_Exercise description_
Using the listing below, set down each line from the line containing "#[derive(Subcommand)]" through the line containing "signal_hook::flag::register(signal, Arc::clone(&interrupted))", both ends included, exactly and with nothing added.

◇ ◇ ◇

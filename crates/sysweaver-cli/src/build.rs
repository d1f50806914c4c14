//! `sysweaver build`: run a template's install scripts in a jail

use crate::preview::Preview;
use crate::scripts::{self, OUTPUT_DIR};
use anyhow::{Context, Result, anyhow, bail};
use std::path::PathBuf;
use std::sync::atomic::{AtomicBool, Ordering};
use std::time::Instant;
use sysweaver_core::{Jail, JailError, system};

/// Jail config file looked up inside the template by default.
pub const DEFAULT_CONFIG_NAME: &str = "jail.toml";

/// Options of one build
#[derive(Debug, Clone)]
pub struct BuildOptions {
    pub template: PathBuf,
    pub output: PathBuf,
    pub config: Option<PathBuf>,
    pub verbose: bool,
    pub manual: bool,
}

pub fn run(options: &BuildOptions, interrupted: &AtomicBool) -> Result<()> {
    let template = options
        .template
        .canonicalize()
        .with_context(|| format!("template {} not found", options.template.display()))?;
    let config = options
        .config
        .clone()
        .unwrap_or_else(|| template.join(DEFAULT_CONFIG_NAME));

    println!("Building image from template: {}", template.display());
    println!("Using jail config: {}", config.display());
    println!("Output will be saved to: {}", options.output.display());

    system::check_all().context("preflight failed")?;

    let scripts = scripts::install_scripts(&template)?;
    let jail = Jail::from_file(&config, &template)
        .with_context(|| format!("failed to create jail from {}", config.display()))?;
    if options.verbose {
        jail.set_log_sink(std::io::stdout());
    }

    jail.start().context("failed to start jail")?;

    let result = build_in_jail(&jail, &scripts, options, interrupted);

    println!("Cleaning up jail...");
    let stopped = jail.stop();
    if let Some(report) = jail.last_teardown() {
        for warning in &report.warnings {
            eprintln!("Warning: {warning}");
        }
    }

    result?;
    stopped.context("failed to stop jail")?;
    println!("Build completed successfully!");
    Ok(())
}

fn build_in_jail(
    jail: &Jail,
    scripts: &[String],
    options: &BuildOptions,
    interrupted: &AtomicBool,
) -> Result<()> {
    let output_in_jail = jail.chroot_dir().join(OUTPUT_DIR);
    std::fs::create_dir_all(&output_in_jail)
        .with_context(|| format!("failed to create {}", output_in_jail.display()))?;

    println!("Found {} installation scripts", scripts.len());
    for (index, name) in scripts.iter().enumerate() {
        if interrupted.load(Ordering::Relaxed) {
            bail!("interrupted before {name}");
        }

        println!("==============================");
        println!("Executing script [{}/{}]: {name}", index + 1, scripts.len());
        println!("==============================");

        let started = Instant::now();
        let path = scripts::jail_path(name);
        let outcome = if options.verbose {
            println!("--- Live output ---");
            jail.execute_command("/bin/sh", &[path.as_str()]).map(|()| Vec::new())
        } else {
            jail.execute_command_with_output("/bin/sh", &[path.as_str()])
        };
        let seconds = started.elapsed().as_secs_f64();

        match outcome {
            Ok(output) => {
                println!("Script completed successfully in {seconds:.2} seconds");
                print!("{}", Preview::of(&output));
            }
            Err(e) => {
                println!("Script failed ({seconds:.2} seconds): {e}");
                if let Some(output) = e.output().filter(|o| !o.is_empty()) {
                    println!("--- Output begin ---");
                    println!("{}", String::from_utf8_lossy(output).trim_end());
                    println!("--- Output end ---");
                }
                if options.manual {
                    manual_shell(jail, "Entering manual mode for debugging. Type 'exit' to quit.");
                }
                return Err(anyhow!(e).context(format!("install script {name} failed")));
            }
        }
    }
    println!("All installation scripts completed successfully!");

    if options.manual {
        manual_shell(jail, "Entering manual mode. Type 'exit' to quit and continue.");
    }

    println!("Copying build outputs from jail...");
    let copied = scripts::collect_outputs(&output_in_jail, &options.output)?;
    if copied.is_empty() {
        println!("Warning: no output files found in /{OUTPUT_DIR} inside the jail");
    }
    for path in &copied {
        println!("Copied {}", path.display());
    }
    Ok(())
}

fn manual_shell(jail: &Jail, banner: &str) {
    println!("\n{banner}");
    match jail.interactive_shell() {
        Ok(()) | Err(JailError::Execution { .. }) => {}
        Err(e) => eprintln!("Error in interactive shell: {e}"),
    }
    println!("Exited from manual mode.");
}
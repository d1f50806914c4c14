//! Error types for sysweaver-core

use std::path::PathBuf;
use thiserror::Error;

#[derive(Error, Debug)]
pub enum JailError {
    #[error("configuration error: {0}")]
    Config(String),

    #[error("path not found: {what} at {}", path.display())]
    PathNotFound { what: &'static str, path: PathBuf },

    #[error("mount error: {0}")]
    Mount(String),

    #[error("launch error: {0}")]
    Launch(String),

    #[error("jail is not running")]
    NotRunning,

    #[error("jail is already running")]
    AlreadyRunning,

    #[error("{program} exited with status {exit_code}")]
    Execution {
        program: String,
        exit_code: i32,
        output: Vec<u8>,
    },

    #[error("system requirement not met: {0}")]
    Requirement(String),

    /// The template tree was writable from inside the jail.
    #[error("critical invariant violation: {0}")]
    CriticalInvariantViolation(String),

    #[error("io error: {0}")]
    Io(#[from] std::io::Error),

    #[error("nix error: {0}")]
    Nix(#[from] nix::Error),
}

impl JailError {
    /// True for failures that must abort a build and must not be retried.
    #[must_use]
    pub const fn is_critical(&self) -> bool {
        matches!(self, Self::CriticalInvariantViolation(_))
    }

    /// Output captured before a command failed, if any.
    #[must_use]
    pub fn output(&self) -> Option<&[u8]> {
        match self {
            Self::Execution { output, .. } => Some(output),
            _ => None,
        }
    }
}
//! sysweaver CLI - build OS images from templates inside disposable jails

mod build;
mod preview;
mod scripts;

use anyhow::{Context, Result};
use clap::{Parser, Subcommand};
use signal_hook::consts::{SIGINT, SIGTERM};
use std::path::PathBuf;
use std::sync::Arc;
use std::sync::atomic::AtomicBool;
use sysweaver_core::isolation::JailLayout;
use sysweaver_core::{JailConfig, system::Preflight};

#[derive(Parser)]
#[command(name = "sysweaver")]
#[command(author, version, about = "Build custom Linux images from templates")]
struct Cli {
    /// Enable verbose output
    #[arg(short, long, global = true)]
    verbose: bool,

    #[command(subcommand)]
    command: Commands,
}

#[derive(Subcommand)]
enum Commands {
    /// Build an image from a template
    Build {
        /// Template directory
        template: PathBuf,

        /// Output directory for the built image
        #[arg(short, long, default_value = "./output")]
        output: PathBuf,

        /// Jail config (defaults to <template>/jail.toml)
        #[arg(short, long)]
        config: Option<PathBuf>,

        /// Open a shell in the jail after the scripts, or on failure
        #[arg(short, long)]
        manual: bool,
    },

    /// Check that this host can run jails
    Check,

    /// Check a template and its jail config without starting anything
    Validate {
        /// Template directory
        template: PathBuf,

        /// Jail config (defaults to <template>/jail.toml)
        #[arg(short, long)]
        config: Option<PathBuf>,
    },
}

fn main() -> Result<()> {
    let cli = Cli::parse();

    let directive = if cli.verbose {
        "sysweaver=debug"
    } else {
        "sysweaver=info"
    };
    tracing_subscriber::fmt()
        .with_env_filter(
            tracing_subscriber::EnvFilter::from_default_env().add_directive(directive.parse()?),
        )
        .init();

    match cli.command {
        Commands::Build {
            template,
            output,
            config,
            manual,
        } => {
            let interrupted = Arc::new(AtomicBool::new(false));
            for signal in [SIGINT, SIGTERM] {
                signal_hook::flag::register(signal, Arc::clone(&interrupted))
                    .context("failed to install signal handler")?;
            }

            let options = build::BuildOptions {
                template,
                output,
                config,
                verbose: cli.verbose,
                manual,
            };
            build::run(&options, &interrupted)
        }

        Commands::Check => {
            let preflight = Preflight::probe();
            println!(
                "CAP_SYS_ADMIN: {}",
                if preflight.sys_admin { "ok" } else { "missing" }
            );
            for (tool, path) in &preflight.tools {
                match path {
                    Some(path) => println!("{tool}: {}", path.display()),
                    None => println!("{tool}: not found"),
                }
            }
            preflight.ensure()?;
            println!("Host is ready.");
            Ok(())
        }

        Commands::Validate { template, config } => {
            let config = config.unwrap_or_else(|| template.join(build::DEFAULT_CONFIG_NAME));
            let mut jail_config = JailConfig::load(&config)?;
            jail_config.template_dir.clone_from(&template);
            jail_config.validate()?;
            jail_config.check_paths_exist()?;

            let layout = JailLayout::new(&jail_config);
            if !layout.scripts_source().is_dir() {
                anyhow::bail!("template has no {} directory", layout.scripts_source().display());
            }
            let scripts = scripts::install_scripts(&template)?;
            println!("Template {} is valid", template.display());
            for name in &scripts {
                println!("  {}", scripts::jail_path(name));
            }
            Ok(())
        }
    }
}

◇ ◇ ◇

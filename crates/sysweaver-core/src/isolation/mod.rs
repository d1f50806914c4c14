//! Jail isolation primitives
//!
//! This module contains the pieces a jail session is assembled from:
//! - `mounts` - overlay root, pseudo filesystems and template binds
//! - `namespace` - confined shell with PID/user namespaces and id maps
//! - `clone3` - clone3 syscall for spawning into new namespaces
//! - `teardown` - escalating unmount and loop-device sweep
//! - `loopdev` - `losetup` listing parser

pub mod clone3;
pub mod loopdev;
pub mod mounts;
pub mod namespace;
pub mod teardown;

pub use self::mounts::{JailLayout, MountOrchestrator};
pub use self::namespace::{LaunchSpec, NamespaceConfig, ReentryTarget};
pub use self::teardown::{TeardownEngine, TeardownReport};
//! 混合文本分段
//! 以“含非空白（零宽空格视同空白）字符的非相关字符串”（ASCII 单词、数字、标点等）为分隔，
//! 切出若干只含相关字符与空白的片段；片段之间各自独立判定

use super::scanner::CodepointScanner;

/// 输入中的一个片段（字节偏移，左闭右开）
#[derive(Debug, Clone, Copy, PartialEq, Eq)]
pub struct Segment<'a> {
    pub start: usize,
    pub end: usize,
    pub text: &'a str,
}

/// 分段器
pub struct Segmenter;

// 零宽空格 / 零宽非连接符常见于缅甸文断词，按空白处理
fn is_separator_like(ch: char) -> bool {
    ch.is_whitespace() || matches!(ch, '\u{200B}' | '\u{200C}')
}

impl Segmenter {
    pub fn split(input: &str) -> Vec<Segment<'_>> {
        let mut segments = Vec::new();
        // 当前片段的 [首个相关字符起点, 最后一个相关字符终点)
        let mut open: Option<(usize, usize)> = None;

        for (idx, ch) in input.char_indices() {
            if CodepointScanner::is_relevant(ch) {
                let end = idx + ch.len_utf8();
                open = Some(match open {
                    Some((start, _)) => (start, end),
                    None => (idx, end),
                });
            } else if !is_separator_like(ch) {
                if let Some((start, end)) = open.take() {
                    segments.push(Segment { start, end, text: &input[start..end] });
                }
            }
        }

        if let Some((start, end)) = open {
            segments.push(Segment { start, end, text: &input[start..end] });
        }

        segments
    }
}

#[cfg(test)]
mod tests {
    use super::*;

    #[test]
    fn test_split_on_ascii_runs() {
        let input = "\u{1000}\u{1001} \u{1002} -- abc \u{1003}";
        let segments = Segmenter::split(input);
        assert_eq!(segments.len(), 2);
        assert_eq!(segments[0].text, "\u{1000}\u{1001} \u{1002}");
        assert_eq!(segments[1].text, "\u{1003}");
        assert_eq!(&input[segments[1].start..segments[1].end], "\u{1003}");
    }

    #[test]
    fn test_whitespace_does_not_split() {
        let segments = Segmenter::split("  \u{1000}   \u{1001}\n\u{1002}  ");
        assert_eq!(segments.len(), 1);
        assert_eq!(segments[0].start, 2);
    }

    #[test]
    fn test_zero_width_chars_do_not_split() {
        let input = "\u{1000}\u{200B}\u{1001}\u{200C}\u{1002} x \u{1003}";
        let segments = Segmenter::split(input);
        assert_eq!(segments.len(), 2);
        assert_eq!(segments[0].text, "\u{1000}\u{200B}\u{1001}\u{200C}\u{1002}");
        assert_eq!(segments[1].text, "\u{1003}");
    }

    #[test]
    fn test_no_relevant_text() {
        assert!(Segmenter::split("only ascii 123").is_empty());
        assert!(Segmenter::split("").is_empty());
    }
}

◇ ◇ ◇

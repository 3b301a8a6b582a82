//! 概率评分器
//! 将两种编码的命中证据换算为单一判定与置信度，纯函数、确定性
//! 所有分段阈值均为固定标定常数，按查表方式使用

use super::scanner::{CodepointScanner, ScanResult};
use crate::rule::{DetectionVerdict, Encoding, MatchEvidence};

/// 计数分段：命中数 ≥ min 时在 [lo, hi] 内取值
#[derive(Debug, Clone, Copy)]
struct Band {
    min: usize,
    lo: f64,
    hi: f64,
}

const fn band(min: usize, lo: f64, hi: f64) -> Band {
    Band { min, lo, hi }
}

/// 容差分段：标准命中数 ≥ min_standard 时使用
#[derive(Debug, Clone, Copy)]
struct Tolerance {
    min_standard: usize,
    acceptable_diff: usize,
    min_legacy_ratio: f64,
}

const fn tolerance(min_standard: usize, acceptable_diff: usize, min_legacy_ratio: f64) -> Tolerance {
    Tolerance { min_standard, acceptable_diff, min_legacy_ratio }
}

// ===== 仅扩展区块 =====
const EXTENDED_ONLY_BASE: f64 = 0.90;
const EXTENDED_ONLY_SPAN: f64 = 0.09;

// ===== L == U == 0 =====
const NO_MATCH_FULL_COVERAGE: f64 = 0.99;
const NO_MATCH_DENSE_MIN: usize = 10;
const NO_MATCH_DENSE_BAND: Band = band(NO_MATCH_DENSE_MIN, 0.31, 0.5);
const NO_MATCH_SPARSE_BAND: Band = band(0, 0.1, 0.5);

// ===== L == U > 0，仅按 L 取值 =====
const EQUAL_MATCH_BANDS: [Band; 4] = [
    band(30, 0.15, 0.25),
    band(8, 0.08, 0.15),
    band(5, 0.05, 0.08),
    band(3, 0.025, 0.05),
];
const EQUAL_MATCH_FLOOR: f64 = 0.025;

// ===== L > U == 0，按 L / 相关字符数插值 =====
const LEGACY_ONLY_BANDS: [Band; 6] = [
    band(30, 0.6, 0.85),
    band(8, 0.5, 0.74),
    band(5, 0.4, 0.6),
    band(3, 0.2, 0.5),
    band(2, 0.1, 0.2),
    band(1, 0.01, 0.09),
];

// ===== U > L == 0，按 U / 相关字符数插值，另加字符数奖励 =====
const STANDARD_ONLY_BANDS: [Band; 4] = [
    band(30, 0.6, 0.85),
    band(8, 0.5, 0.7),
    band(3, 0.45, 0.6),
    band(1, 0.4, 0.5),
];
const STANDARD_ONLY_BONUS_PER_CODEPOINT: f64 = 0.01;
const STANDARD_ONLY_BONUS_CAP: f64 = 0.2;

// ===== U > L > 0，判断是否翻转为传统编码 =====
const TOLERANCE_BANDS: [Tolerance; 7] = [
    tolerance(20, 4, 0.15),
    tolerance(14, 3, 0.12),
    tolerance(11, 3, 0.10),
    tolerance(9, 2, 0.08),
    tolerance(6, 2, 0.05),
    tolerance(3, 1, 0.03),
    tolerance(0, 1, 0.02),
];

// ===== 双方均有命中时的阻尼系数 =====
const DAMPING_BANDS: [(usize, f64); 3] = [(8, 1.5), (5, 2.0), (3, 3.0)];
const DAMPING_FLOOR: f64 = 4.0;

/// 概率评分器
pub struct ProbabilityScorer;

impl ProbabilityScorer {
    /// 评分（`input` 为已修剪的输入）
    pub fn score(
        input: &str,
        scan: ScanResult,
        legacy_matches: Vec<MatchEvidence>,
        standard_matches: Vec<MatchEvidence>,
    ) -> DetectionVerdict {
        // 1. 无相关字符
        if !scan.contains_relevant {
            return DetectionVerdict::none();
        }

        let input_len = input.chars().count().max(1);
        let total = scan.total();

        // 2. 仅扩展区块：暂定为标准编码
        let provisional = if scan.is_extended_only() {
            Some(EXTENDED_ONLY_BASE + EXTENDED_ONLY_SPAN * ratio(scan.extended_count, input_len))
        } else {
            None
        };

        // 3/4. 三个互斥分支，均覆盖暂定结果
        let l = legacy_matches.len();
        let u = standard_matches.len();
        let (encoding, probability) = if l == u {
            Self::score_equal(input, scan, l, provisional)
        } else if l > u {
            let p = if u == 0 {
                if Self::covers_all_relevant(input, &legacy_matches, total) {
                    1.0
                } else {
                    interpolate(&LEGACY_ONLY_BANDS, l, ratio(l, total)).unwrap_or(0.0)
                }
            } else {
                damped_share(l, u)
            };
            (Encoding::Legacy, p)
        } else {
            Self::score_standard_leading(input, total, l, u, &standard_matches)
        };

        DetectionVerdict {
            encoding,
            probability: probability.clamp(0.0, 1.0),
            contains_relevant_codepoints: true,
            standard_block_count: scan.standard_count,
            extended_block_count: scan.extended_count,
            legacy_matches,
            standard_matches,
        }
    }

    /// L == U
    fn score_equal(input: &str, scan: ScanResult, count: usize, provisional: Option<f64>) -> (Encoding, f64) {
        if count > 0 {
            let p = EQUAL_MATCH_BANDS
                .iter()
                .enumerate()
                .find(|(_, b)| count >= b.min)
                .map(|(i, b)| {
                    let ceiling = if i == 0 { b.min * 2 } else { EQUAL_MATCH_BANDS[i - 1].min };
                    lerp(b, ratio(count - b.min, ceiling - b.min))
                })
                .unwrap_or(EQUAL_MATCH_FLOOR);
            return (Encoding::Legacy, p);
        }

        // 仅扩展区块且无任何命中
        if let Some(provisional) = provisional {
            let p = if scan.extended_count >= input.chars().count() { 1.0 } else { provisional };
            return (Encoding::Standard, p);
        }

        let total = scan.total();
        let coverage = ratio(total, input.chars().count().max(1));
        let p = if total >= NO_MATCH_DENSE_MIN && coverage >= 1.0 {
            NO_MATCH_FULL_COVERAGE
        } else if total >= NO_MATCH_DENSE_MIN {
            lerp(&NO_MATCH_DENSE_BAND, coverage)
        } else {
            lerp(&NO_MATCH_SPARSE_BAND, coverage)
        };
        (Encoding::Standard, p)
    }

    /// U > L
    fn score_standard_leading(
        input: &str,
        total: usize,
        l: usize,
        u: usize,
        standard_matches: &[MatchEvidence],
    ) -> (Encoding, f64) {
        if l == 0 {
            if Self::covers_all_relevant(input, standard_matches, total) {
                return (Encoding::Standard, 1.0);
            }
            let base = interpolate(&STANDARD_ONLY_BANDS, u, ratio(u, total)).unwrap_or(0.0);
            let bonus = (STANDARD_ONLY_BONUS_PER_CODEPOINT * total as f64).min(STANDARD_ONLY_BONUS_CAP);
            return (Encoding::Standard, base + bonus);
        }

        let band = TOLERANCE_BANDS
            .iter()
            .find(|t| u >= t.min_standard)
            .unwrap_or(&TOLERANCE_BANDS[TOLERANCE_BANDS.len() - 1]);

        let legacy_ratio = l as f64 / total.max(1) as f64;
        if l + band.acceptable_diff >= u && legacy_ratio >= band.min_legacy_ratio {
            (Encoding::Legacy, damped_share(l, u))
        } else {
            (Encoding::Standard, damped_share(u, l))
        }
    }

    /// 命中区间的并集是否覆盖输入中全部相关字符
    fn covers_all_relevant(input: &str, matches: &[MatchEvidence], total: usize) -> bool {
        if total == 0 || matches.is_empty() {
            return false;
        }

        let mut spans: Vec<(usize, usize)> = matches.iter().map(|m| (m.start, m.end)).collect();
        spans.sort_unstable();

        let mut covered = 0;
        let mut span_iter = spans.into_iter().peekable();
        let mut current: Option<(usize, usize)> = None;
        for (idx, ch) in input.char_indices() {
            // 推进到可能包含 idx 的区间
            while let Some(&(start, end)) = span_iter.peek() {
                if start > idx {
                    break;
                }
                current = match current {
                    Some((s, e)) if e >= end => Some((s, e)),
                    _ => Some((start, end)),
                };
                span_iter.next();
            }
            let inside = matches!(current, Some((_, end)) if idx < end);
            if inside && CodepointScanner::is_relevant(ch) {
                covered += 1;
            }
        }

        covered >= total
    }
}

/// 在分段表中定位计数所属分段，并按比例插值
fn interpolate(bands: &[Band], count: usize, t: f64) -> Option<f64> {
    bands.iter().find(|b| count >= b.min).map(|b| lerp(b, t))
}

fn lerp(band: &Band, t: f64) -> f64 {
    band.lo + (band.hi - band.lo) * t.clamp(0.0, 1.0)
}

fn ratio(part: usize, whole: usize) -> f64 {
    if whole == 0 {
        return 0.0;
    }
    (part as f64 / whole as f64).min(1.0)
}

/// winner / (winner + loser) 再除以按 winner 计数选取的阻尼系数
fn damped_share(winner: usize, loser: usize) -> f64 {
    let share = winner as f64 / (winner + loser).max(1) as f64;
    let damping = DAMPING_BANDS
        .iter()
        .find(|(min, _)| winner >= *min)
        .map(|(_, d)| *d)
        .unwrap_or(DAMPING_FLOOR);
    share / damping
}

◇ ◇ ◇

_Solution for this task_
#[derive(Subcommand)]
enum Commands {
    /// Build an image from a template
    Build {
        /// Template directory
        template: PathBuf,

        /// Output directory for the built image
        #[arg(short, long, default_value = "./output")]
        output: PathBuf,

        /// Jail config (defaults to <template>/jail.toml)
        #[arg(short, long)]
        config: Option<PathBuf>,

        /// Open a shell in the jail after the scripts, or on failure
        #[arg(short, long)]
        manual: bool,
    },

    /// Check that this host can run jails
    Check,

    /// Check a template and its jail config without starting anything
    Validate {
        /// Template directory
        template: PathBuf,

        /// Jail config (defaults to <template>/jail.toml)
        #[arg(short, long)]
        config: Option<PathBuf>,
    },
}

fn main() -> Result<()> {
    let cli = Cli::parse();

    let directive = if cli.verbose {
        "sysweaver=debug"
    } else {
        "sysweaver=info"
    };
    tracing_subscriber::fmt()
        .with_env_filter(
            tracing_subscriber::EnvFilter::from_default_env().add_directive(directive.parse()?),
        )
        .init();

    match cli.command {
        Commands::Build {
            template,
            output,
            config,
            manual,
        } => {
            let interrupted = Arc::new(AtomicBool::new(false));
            for signal in [SIGINT, SIGTERM] {
                signal_hook::flag::register(signal, Arc::clone(&interrupted))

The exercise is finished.